Glucose-measuring contact lenses have been a holy grail among efforts to find noninvasive alternatives for traditional monitoring devices, such as the pinprick blood tests many diabetics endure often multiple times a day. In January 2014, Google announced with great fanfare just such a project, calling it the inspiration behind the creation of an entirely new spinoff, Verily Life Sciences based in San Francisco. The company has since partnered with Alcon, a subsidiary of Novartis, to develop the technology. The news release and the ensuing stories made it sound just around the corner, but, although the company’s website continues to tout its glucose-monitoring contact lenses as a flagship project, there have been no further announcements or publications about it.
“We do not have any updates to provide on our contact lens program with Alcon at this time,” according to Verily spokesperson Carolyn Wang. However, in addition to two other adjustable vision-correcting contact lens projects, the glucose-monitoring lens remains a current company focus. “These smart lens projects involve bench testing as well as prototype design and creation. We’re learning a lot from each project, are pleased with the progress of the collaboration to date, and are moving at a pace expected in the feasibility stage, or early phase, of development,” Wang explains.
Others, including Sony, Apple, and Samsung, have also been widely reported to be working on similar lens-based diagnostics but have not revealed any details. “There have been lots of promises,” says Bailey, “but I’ve seen nothing delivered at all.”
A Long Road Ahead
Sandy Asher, distinguished professor of chemistry at the University of Pittsburgh (Figure 7), thinks the field has great promise but foresees a long road ahead. Asher was one of the pioneers of the idea of monitoring glucose using tears rather than blood. He began publishing research on such measurements more than a decade ago, using “a piece of a hydrogel and a photonic crystal in a contact lens,” he notes. The device changed colors depending on the glucose concentration so that a patient could look in to a mirror to see the results. Oddly, Asher says, it’s not clear why such metabolites as glucose should appear in tears in the first place. “You could argue that it shouldn’t be there,” he says. “It’s good food for bad bugs.”
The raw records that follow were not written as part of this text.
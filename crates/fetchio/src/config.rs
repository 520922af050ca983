use std::time::Duration;

/// User agent matching the Chrome build whose header order the impersonating
/// session reproduces.
pub const DEFAULT_USER_AGENT: &str = "Mozilla/5.0 (Windows NT 10.0; Win64; x64) AppleWebKit/537.36 (KHTML, like Gecko) Chrome/141.0.0.0 Safari/537.36";

/// Options for building HTTP sessions.
#[derive(Debug, Clone)]
pub struct SessionConfig {
    /// Verify TLS certificates and hostnames. Off by default: the captured
    /// URLs routinely point at CDNs with mis-issued or mismatched certs.
    pub verify_tls: bool,

    /// Per-request timeout applied by callers; also used as the client's
    /// connect timeout.
    pub timeout: Duration,

    /// Whether to follow redirects.
    pub follow_redirects: bool,

    /// User agent string.
    pub user_agent: String,

    /// Maximum idle connections to keep per host.
    pub pool_max_idle_per_host: usize,
}

impl Default for SessionConfig {
    fn default() -> Self {
        Self {
            verify_tls: false,
            timeout: Duration::from_secs(30),
            follow_redirects: true,
            user_agent: DEFAULT_USER_AGENT.to_owned(),
            pool_max_idle_per_host: 5,
        }
    }
}

/// Options for the segment downloader.
#[derive(Debug, Clone)]
pub struct DownloaderOptions {
    /// Bounded worker pool size.
    pub max_workers: usize,

    /// Retries per segment (not counting the initial attempt).
    pub max_retries: u32,

    /// Per-request timeout for segment and key fetches.
    pub timeout: Duration,

    /// Persist segment bodies that fail TS validation instead of erroring.
    pub skip_ts_validation: bool,
}

impl Default for DownloaderOptions {
    fn default() -> Self {
        Self {
            max_workers: 2,
            max_retries: 3,
            timeout: Duration::from_secs(30),
            skip_ts_validation: false,
        }
    }
}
But Asher continues to be very optimistic that such diagnostic systems built into contact lenses remain a highly promising field. “There are a lot of things you can potentially do,” he continues. “Tear fluid contains a lot of chemical species, it’s very complex. There may be a number of analytes, probably other carbohydrates, whose levels probably depend on state of health that would be useful to measure. But we don’t yet have any additional targets that we’ve identified.”
Even if glucose were the only useful target for contact lens monitoring, the potential for such a system—if it is proven safe, effective, and affordable—could be enormous. More than 400 million people worldwide are estimated to have diabetes, and its medications and treatments represent a US$10 billion annual market—and a tremendous amount of suffering. “It could be a huge improvement for people who are having terrible complications,” Asher says, “and maybe life-saving for people with hypoglycemia. You’d be able to head off a hypoglycemic event that could cause them to black out and die.”
Having tried and failed to launch a business to develop such devices eight years ago, Asher doesn’t underestimate the challenges that still lie ahead, however. “If it were easy, ”he concludes,“ it would already have been done.”